• **What needs to be done**
Across the records below, count every line that contains the string "filename", then report the count alone.

** Opening Records to use block **

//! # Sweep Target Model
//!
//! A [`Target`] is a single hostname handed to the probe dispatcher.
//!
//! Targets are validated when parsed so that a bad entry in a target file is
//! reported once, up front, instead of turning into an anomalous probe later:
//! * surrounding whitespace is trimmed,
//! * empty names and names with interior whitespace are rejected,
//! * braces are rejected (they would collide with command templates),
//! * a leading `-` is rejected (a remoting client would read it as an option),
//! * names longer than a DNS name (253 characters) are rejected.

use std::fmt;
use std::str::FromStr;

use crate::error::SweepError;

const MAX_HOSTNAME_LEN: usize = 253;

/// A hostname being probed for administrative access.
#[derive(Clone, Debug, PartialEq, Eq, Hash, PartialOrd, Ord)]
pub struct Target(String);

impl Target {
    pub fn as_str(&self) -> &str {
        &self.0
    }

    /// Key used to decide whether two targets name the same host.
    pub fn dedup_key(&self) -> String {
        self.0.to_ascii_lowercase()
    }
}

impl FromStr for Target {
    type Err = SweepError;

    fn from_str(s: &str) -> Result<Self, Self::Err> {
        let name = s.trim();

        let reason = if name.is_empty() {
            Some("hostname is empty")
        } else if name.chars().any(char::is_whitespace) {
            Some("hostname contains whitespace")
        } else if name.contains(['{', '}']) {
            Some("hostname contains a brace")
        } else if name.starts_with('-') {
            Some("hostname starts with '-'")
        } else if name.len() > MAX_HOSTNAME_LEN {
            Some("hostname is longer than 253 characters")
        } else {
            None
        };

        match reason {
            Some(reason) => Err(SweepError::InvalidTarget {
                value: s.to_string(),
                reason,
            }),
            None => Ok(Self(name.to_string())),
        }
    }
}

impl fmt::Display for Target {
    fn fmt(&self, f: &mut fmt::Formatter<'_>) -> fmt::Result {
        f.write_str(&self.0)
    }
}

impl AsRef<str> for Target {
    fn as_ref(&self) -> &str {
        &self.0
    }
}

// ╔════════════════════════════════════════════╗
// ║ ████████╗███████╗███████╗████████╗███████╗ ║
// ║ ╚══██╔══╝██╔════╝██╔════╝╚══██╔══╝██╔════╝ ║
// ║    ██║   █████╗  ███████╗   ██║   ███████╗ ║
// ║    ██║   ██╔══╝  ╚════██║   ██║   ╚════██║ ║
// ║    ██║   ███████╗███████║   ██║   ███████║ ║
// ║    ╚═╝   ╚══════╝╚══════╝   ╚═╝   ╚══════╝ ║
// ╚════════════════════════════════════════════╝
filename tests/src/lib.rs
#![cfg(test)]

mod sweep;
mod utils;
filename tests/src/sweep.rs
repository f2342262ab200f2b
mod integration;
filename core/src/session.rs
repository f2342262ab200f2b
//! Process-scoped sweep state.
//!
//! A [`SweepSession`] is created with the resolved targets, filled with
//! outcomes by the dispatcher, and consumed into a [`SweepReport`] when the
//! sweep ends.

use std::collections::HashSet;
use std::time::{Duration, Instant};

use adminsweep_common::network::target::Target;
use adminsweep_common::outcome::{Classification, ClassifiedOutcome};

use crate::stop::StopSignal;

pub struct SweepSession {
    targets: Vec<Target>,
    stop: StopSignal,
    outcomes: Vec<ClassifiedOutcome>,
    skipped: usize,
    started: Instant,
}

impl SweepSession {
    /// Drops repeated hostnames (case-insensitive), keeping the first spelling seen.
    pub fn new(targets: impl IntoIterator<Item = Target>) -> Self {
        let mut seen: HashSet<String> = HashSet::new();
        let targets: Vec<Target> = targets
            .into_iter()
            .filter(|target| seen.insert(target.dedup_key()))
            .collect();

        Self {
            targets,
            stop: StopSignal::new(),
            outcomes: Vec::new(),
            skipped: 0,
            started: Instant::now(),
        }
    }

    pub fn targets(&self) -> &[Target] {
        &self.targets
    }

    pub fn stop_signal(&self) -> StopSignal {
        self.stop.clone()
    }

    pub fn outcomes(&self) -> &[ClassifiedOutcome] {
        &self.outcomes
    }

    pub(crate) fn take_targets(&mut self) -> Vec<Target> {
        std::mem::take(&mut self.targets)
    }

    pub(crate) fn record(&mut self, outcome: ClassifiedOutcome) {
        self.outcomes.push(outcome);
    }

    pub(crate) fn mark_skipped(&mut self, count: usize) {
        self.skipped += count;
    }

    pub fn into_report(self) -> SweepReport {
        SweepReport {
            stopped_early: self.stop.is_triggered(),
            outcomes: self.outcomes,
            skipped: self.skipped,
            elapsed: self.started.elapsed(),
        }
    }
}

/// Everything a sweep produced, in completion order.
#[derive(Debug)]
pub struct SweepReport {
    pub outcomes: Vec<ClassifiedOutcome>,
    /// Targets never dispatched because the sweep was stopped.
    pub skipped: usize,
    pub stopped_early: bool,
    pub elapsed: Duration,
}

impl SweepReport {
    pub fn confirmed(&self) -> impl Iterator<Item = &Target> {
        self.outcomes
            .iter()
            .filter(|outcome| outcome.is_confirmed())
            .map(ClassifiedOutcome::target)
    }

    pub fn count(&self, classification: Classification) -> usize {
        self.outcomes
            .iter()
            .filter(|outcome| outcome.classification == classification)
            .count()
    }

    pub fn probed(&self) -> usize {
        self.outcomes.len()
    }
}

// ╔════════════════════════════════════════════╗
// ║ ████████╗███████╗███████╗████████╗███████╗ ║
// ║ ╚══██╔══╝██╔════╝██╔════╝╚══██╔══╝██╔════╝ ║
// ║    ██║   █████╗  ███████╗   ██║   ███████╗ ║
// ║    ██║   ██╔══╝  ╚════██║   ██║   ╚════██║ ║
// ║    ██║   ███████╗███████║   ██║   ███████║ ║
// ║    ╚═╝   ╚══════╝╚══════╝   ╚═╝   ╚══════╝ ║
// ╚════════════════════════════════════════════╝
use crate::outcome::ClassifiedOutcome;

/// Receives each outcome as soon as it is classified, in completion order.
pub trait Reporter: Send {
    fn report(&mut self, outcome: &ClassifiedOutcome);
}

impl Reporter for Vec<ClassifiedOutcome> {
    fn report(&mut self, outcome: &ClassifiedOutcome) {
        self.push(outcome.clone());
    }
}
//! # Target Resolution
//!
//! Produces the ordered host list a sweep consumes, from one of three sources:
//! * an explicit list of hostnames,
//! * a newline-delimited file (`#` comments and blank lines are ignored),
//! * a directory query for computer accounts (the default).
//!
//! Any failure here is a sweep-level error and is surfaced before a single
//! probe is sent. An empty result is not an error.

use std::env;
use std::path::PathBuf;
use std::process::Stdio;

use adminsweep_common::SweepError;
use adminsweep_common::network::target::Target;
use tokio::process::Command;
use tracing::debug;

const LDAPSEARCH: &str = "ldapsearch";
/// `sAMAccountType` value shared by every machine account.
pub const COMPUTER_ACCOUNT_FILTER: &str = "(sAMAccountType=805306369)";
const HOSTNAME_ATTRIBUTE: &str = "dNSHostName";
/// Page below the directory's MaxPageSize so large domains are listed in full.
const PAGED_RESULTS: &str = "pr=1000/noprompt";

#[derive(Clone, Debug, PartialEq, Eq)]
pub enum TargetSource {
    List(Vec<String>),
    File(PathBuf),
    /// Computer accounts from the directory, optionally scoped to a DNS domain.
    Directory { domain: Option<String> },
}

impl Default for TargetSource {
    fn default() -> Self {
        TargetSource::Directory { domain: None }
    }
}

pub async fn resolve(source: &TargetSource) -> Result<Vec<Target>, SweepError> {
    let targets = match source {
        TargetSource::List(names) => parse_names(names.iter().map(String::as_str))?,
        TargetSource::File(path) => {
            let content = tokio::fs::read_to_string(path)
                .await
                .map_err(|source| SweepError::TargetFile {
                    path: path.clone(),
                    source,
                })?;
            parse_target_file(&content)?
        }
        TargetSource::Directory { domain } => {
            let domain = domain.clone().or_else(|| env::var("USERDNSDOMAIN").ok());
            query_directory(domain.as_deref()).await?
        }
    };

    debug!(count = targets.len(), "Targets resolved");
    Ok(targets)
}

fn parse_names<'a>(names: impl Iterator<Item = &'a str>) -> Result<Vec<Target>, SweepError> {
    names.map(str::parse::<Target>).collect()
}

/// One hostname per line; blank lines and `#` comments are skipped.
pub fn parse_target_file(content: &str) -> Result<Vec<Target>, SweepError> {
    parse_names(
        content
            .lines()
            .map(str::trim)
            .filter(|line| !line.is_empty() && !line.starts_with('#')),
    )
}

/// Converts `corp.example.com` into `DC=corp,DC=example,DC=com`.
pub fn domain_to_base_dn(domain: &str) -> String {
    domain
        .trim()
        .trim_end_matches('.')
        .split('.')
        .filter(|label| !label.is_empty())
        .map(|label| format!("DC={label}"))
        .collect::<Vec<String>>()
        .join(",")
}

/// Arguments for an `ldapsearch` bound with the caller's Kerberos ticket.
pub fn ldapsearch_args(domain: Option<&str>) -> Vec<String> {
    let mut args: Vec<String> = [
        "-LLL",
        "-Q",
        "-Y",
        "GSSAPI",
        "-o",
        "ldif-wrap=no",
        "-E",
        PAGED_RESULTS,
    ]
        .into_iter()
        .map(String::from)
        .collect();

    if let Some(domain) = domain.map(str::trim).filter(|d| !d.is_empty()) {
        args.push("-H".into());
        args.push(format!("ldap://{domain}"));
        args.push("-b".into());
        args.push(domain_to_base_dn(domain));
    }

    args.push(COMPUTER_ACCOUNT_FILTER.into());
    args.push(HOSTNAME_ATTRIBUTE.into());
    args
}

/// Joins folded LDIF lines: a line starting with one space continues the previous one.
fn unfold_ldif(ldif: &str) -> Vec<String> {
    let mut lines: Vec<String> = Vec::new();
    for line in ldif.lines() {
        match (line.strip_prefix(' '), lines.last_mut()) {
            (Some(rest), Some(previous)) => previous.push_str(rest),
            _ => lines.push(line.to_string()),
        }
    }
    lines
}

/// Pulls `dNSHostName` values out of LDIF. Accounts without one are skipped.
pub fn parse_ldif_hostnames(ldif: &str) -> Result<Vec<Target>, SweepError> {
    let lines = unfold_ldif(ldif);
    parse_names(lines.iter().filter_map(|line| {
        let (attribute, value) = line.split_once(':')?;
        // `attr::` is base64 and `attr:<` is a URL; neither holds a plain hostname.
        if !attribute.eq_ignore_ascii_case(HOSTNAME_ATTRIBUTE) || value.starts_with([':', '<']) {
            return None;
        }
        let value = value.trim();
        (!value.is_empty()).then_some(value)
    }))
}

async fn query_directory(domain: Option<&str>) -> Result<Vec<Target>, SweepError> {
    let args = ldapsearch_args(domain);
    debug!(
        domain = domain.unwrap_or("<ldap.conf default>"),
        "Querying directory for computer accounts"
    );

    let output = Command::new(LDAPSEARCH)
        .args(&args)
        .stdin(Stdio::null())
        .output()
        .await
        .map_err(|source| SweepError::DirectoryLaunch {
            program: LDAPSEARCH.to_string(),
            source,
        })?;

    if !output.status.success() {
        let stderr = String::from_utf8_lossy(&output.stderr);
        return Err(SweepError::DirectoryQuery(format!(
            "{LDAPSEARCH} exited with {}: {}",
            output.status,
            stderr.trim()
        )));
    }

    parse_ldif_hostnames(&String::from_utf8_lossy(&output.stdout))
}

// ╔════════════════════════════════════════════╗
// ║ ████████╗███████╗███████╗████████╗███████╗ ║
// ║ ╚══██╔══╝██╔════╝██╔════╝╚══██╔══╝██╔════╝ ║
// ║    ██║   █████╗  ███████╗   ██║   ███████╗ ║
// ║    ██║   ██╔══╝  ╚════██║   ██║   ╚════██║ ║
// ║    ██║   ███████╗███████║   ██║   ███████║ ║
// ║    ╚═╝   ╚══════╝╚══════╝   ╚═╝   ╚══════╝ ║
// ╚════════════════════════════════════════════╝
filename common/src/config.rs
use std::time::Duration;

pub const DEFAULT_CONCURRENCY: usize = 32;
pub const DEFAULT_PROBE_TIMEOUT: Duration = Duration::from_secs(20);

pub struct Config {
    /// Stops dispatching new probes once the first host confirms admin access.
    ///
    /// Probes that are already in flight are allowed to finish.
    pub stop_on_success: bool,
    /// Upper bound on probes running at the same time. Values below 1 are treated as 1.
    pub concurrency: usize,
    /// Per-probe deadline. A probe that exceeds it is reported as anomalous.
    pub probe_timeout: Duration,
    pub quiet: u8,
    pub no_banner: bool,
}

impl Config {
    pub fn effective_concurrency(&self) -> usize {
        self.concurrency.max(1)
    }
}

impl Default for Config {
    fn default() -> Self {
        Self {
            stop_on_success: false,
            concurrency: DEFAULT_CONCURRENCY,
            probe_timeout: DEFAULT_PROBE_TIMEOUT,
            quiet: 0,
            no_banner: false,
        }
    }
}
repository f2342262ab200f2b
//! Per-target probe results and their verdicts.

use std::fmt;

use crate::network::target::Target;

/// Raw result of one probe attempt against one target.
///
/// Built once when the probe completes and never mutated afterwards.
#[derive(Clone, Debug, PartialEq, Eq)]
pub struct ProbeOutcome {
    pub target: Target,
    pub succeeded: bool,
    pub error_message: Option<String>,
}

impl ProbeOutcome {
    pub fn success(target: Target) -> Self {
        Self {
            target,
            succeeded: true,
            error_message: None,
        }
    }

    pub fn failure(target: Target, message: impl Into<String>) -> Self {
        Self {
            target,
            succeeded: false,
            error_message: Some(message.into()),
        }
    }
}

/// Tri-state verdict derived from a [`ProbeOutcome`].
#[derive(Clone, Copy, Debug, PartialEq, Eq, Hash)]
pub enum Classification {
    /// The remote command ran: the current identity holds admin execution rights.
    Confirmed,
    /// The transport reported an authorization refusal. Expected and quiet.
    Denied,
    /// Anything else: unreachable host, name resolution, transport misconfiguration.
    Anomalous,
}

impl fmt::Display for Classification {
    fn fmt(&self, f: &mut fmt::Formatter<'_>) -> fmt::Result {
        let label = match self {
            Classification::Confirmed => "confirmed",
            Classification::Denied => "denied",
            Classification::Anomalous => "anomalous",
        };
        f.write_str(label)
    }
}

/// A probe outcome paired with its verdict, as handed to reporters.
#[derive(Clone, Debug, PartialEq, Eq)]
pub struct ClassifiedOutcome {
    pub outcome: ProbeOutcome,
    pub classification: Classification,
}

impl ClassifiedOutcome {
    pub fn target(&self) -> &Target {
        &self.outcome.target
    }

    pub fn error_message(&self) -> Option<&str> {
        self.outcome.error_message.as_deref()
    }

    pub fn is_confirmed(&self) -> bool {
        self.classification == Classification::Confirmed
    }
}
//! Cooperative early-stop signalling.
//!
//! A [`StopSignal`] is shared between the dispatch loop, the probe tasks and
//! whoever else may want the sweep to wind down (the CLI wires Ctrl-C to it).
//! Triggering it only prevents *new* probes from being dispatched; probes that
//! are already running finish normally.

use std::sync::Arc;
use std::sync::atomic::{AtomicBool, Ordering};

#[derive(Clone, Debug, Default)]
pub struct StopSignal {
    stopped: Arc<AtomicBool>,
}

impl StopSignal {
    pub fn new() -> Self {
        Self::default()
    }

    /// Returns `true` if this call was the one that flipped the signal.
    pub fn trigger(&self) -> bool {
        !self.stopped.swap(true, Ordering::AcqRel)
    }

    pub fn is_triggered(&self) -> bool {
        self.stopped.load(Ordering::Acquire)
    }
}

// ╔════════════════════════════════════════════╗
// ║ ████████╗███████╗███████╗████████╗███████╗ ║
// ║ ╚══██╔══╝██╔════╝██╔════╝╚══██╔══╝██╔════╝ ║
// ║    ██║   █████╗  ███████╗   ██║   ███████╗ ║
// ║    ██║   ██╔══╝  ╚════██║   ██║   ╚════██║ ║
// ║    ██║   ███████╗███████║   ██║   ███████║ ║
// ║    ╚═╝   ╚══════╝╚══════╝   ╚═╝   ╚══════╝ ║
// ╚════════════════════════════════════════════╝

** Closing Records to use block **

• **Exercise result**
4